== Exercise aim ==
Take the material below and reproduce, word for word, only the lines from the line with "self.id.is_some()" through the line with "#[derive(Debug, Clone, Default, Serialize)]".

== Provided data ==

use chrono::{DateTime, NaiveDate, Utc};
use serde::{Deserialize, Serialize};
use uuid::Uuid;

/// A festival edition. `(name, year)` is what people recognise; `id` is the
/// key every dependent table filters on.
#[derive(Debug, Clone, PartialEq, Serialize, Deserialize)]
pub struct Festival {
    #[serde(default)]
    pub id: Option<Uuid>,
    #[serde(default)]
    pub organization_id: Option<Uuid>,
    pub name: String,
    pub year: i32,
    #[serde(default)]
    pub background_image: Option<String>,
    #[serde(default)]
    pub background_color: Option<String>,
    #[serde(default)]
    pub is_active: bool,
    #[serde(default)]
    pub start_date: Option<NaiveDate>,
    #[serde(default)]
    pub end_date: Option<NaiveDate>,
    #[serde(default)]
    pub created_at: Option<DateTime<Utc>>,
}

impl Festival {
    pub fn is_complete(&self) -> bool {
        self.id.is_some()
    }

    pub fn label(&self) -> String {
        format!("{} {}", self.name, self.year)
    }
}

#[derive(Debug, Clone, Serialize)]
pub struct NewFestival {
    pub organization_id: Uuid,
    pub name: String,
    pub year: i32,
    #[serde(skip_serializing_if = "Option::is_none")]
    pub background_image: Option<String>,
    #[serde(skip_serializing_if = "Option::is_none")]
    pub background_color: Option<String>,
    pub is_active: bool,
    #[serde(skip_serializing_if = "Option::is_none")]
    pub start_date: Option<NaiveDate>,
    #[serde(skip_serializing_if = "Option::is_none")]
    pub end_date: Option<NaiveDate>,
}

#[derive(Debug, Clone, Default, Serialize)]
pub struct FestivalUpdate {
    #[serde(skip_serializing_if = "Option::is_none")]
    pub name: Option<String>,
    #[serde(skip_serializing_if = "Option::is_none")]
    pub year: Option<i32>,
    #[serde(skip_serializing_if = "Option::is_none")]
    pub background_image: Option<String>,
    #[serde(skip_serializing_if = "Option::is_none")]
    pub background_color: Option<String>,
    #[serde(skip_serializing_if = "Option::is_none")]
    pub is_active: Option<bool>,
    #[serde(skip_serializing_if = "Option::is_none")]
    pub start_date: Option<NaiveDate>,
    #[serde(skip_serializing_if = "Option::is_none")]
    pub end_date: Option<NaiveDate>,
}
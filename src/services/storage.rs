use async_trait::async_trait;
use chrono::Utc;
use rand::distr::Alphanumeric;
use rand::Rng;
use reqwest::Method;
use serde_json::json;
use thiserror::Error;

use crate::db::rest_client::{check_status, BackendClient, BackendError};

pub const IMAGE_BUCKET: &str = "festival-images";

#[derive(Debug, Error)]
pub enum StorageError {
    #[error("storage request failed: {0}")]
    Backend(#[from] BackendError),
    #[error("unsupported file name: {0}")]
    InvalidFileName(String),
}

impl From<reqwest::Error> for StorageError {
    fn from(err: reqwest::Error) -> Self {
        StorageError::Backend(BackendError::Http(err))
    }
}

#[async_trait]
pub trait ObjectStorage: Send + Sync {
    async fn upload(&self, path: &str, bytes: Vec<u8>, content_type: &str)
        -> Result<(), StorageError>;
    async fn remove(&self, path: &str) -> Result<(), StorageError>;
    fn public_url(&self, path: &str) -> String;
}

/// Object path for a fresh upload: upload time plus a random suffix, keeping
/// the original extension.
pub fn upload_path(original_name: &str) -> Result<String, StorageError> {
    let extension = original_name
        .rsplit_once('.')
        .map(|(_, ext)| ext.trim().to_ascii_lowercase())
        .filter(|ext| !ext.is_empty() && ext.chars().all(|c| c.is_ascii_alphanumeric()))
        .ok_or_else(|| StorageError::InvalidFileName(original_name.to_string()))?;
    let suffix: String = rand::rng()
        .sample_iter(&Alphanumeric)
        .take(8)
        .map(char::from)
        .collect();
    Ok(format!(
        "{}-{}.{}",
        Utc::now().timestamp_millis(),
        suffix.to_ascii_lowercase(),
        extension
    ))
}

pub fn content_type_for(path: &str) -> &'static str {
    match path.rsplit('.').next().unwrap_or_default() {
        "jpg" | "jpeg" => "image/jpeg",
        "png" => "image/png",
        "gif" => "image/gif",
        "webp" => "image/webp",
        _ => "application/octet-stream",
    }
}

pub struct RestStorage {
    pub client: BackendClient,
    pub bucket: String,
}

impl RestStorage {
    pub fn images(client: BackendClient) -> Self {
        Self {
            client,
            bucket: IMAGE_BUCKET.to_string(),
        }
    }
}

#[async_trait]
impl ObjectStorage for RestStorage {
    async fn upload(
        &self,
        path: &str,
        bytes: Vec<u8>,
        content_type: &str,
    ) -> Result<(), StorageError> {
        let request = self
            .client
            .request(
                Method::POST,
                &format!("storage/v1/object/{}/{}", self.bucket, path),
            )
            .await
            .header(reqwest::header::CONTENT_TYPE, content_type)
            .header("x-upsert", "false")
            .body(bytes);
        check_status(request.send().await?).await?;
        Ok(())
    }

    async fn remove(&self, path: &str) -> Result<(), StorageError> {
        let request = self
            .client
            .request(Method::DELETE, &format!("storage/v1/object/{}", self.bucket))
            .await
            .json(&json!({ "prefixes": [path] }));
        check_status(request.send().await?).await?;
        Ok(())
    }

    fn public_url(&self, path: &str) -> String {
        self.client
            .url(&format!("storage/v1/object/public/{}/{}", self.bucket, path))
    }
}
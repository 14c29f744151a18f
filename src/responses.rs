use axum::{http::StatusCode, response::IntoResponse, Json};
use serde::{Deserialize, Serialize};

#[derive(Debug, Serialize, Deserialize)]
pub struct JsonResponse {
    pub status: String,
    pub success: bool,
    pub message: String,
    pub code: Option<String>,
}

impl JsonResponse {
    fn build(status: StatusCode, msg: &str, code: Option<&str>) -> impl IntoResponse {
        let success = status.is_success();
        (
            status,
            Json(JsonResponse {
                status: if success { "success" } else { "error" }.to_string(),
                success,
                message: msg.to_string(),
                code: code.map(str::to_string),
            }),
        )
    }

    pub fn success(msg: &str) -> impl IntoResponse {
        Self::build(StatusCode::OK, msg, None)
    }

    pub fn bad_request_with_code(msg: &str, code: &str) -> impl IntoResponse {
        Self::build(StatusCode::BAD_REQUEST, msg, Some(code))
    }

    pub fn not_found(msg: &str) -> impl IntoResponse {
        Self::build(StatusCode::NOT_FOUND, msg, None)
    }

    pub fn too_many_requests(msg: &str) -> impl IntoResponse {
        Self::build(StatusCode::TOO_MANY_REQUESTS, msg, None)
    }

    pub fn server_error(msg: &str) -> impl IntoResponse {
        Self::build(StatusCode::INTERNAL_SERVER_ERROR, msg, None)
    }
}
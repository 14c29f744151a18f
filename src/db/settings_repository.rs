use async_trait::async_trait;
use serde_json::Value;
use uuid::Uuid;

use crate::db::rest_client::BackendError;
use crate::models::setting::Setting;

#[async_trait]
pub trait SettingsRepository: Send + Sync {
    async fn get_setting(
        &self,
        organization_id: Uuid,
        key: &str,
    ) -> Result<Option<Setting>, BackendError>;

    async fn list_settings(&self, organization_id: Uuid) -> Result<Vec<Setting>, BackendError>;

    async fn upsert_setting(
        &self,
        organization_id: Uuid,
        key: &str,
        value: Value,
    ) -> Result<Setting, BackendError>;
}
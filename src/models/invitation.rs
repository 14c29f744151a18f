use chrono::{DateTime, Duration, Utc};
use serde::{Deserialize, Serialize};
use uuid::Uuid;

use super::organization::OrganizationRole;

pub const INVITATION_TTL_DAYS: i64 = 7;

#[derive(Debug, Clone, Copy, PartialEq, Eq, Serialize, Deserialize)]
#[serde(rename_all = "lowercase")]
pub enum InvitationStatus {
    Pending,
    Accepted,
}

impl InvitationStatus {
    pub fn as_str(&self) -> &'static str {
        match self {
            InvitationStatus::Pending => "pending",
            InvitationStatus::Accepted => "accepted",
        }
    }
}

#[derive(Debug, Clone, PartialEq, Serialize, Deserialize)]
pub struct OrganizationInvitation {
    pub id: Uuid,
    pub organization_id: Uuid,
    pub email: String,
    pub role: OrganizationRole,
    pub token: String,
    pub expires_at: DateTime<Utc>,
    pub status: InvitationStatus,
    #[serde(default)]
    pub invited_by: Option<Uuid>,
    #[serde(default)]
    pub created_at: Option<DateTime<Utc>>,
}

impl OrganizationInvitation {
    pub fn is_expired(&self, now: DateTime<Utc>) -> bool {
        self.expires_at < now
    }

    pub fn is_for_email(&self, email: &str) -> bool {
        self.email.trim().eq_ignore_ascii_case(email.trim())
    }
}

#[derive(Debug, Clone, Serialize)]
pub struct NewInvitation {
    pub organization_id: Uuid,
    pub email: String,
    pub role: OrganizationRole,
    pub token: String,
    pub expires_at: DateTime<Utc>,
    pub status: InvitationStatus,
    pub invited_by: Uuid,
}

impl NewInvitation {
    pub fn pending(
        organization_id: Uuid,
        email: &str,
        role: OrganizationRole,
        token: String,
        invited_by: Uuid,
        now: DateTime<Utc>,
    ) -> Self {
        Self {
            organization_id,
            email: email.trim().to_lowercase(),
            role,
            token,
            expires_at: now + Duration::days(INVITATION_TTL_DAYS),
            status: InvitationStatus::Pending,
            invited_by,
        }
    }
}
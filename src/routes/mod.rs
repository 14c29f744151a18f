pub mod translate;

use std::any::Any;

use axum::{
    http::Method,
    response::{IntoResponse, Response},
    routing::{get, post},
    Router,
};
use tower_http::{
    catch_panic::CatchPanicLayer,
    cors::{Any as AnyOrigin, CorsLayer},
    trace::TraceLayer,
};
use tracing::error;

use crate::responses::JsonResponse;
use crate::state::AppState;
use translate::{translate_name, translate_search};

pub const PANIC_MESSAGE: &str = "Something went wrong, please reload";

async fn root() -> Response {
    JsonResponse::success("Utsav translation service").into_response()
}

async fn fallback() -> Response {
    JsonResponse::not_found("Not found").into_response()
}

/// The top-level error boundary: log the panic, answer with a static body.
pub fn handle_panic(err: Box<dyn Any + Send + 'static>) -> Response {
    let detail = err
        .downcast_ref::<String>()
        .cloned()
        .or_else(|| err.downcast_ref::<&str>().map(|s| s.to_string()))
        .unwrap_or_else(|| "unknown panic".to_string());
    error!(%detail, "request handler panicked");
    JsonResponse::server_error(PANIC_MESSAGE).into_response()
}

/// Open to every origin; the endpoints carry no credentials.
pub fn cors_layer() -> CorsLayer {
    CorsLayer::new()
        .allow_origin(AnyOrigin)
        .allow_methods([Method::GET, Method::POST, Method::OPTIONS])
        .allow_headers(AnyOrigin)
}

/// Everything except rate limiting, which needs the peer address and is
/// added by the binary.
pub fn build_router(state: AppState) -> Router {
    Router::new()
        .route("/", get(root))
        .route("/translate-name", post(translate_name))
        .route("/translate-search", post(translate_search))
        .fallback(fallback)
        .with_state(state)
        .layer(CatchPanicLayer::custom(handle_panic))
        .layer(TraceLayer::new_for_http())
        .layer(cors_layer())
}
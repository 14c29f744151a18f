use std::sync::Arc;

use tokio::sync::RwLock;
use tracing::{error, info, warn};

use crate::context::local_store::{org_access_key, LocalStore, StoreError};
use crate::db::organization_repository::OrganizationRepository;
use crate::models::organization::Organization;

#[derive(Debug, Clone, PartialEq)]
pub enum AccessState {
    Loading,
    Ready(Organization),
    /// The slug resolves to nothing. A valid end state, not a failure.
    NotFound,
    Failed(String),
}

/// Organization access for a publicly shared page, resolved from the URL
/// slug. Each slug keeps its own unlock flag so two shared links opened on
/// the same device do not unlock each other.
pub struct OrganizationAccessContext {
    slug: String,
    repo: Arc<dyn OrganizationRepository>,
    store: Arc<dyn LocalStore>,
    state: RwLock<AccessState>,
    authenticated: RwLock<bool>,
}

impl OrganizationAccessContext {
    pub fn new(
        slug: &str,
        repo: Arc<dyn OrganizationRepository>,
        store: Arc<dyn LocalStore>,
    ) -> Self {
        let authenticated = store.get(&org_access_key(slug)).as_deref() == Some("true");
        Self {
            slug: slug.to_string(),
            repo,
            store,
            state: RwLock::new(AccessState::Loading),
            authenticated: RwLock::new(authenticated),
        }
    }

    pub fn slug(&self) -> &str {
        &self.slug
    }

    pub async fn load(&self) -> AccessState {
        let next = match self.repo.find_by_slug(&self.slug).await {
            Ok(Some(org)) => AccessState::Ready(org.sanitized()),
            Ok(None) => {
                info!(slug = %self.slug, "shared organization not found");
                AccessState::NotFound
            }
            Err(err) => {
                warn!(slug = %self.slug, %err, "could not load shared organization");
                AccessState::Failed(err.to_string())
            }
        };
        *self.state.write().await = next.clone();
        next
    }

    pub async fn state(&self) -> AccessState {
        self.state.read().await.clone()
    }

    pub async fn is_loading(&self) -> bool {
        matches!(*self.state.read().await, AccessState::Loading)
    }

    pub async fn organization(&self) -> Option<Organization> {
        match &*self.state.read().await {
            AccessState::Ready(org) => Some(org.clone()),
            _ => None,
        }
    }

    pub async fn is_authenticated(&self) -> bool {
        *self.authenticated.read().await
    }

    pub async fn authenticate(&self, passcode: &str) -> bool {
        let Some(org) = self.organization().await else {
            warn!(slug = %self.slug, "passcode entered before organization resolved");
            return false;
        };
        match self.repo.verify_passcode(org.id, passcode).await {
            Ok(true) => {}
            Ok(false) => {
                info!(slug = %self.slug, "incorrect organization passcode");
                return false;
            }
            Err(err) => {
                error!(slug = %self.slug, %err, "passcode verification failed");
                return false;
            }
        }

        let mut authenticated = self.authenticated.write().await;
        if let Err(err) = self.store.set(&org_access_key(&self.slug), "true") {
            error!(slug = %self.slug, %err, "could not persist unlock state");
            return false;
        }
        *authenticated = true;
        true
    }

    pub async fn logout(&self) -> Result<(), StoreError> {
        let mut authenticated = self.authenticated.write().await;
        self.store.remove(&org_access_key(&self.slug))?;
        *authenticated = false;
        Ok(())
    }
}
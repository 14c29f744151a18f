use async_trait::async_trait;
use uuid::Uuid;

use crate::db::rest_client::BackendError;
use crate::models::image::{ImageRecord, NewImageRecord};

#[async_trait]
pub trait ImageRepository: Send + Sync {
    async fn list_images(&self, festival_id: Uuid) -> Result<Vec<ImageRecord>, BackendError>;

    async fn insert_image(&self, image: &NewImageRecord) -> Result<ImageRecord, BackendError>;

    async fn delete_image(&self, image_id: Uuid) -> Result<(), BackendError>;
}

== Result ==
        self.id.is_some()
    }

    pub fn label(&self) -> String {
        format!("{} {}", self.name, self.year)
    }
}

#[derive(Debug, Clone, Serialize)]
pub struct NewFestival {
    pub organization_id: Uuid,
    pub name: String,
    pub year: i32,
    #[serde(skip_serializing_if = "Option::is_none")]
    pub background_image: Option<String>,
    #[serde(skip_serializing_if = "Option::is_none")]
    pub background_color: Option<String>,
    pub is_active: bool,
    #[serde(skip_serializing_if = "Option::is_none")]
    pub start_date: Option<NaiveDate>,
    #[serde(skip_serializing_if = "Option::is_none")]
    pub end_date: Option<NaiveDate>,
}

#[derive(Debug, Clone, Default, Serialize)]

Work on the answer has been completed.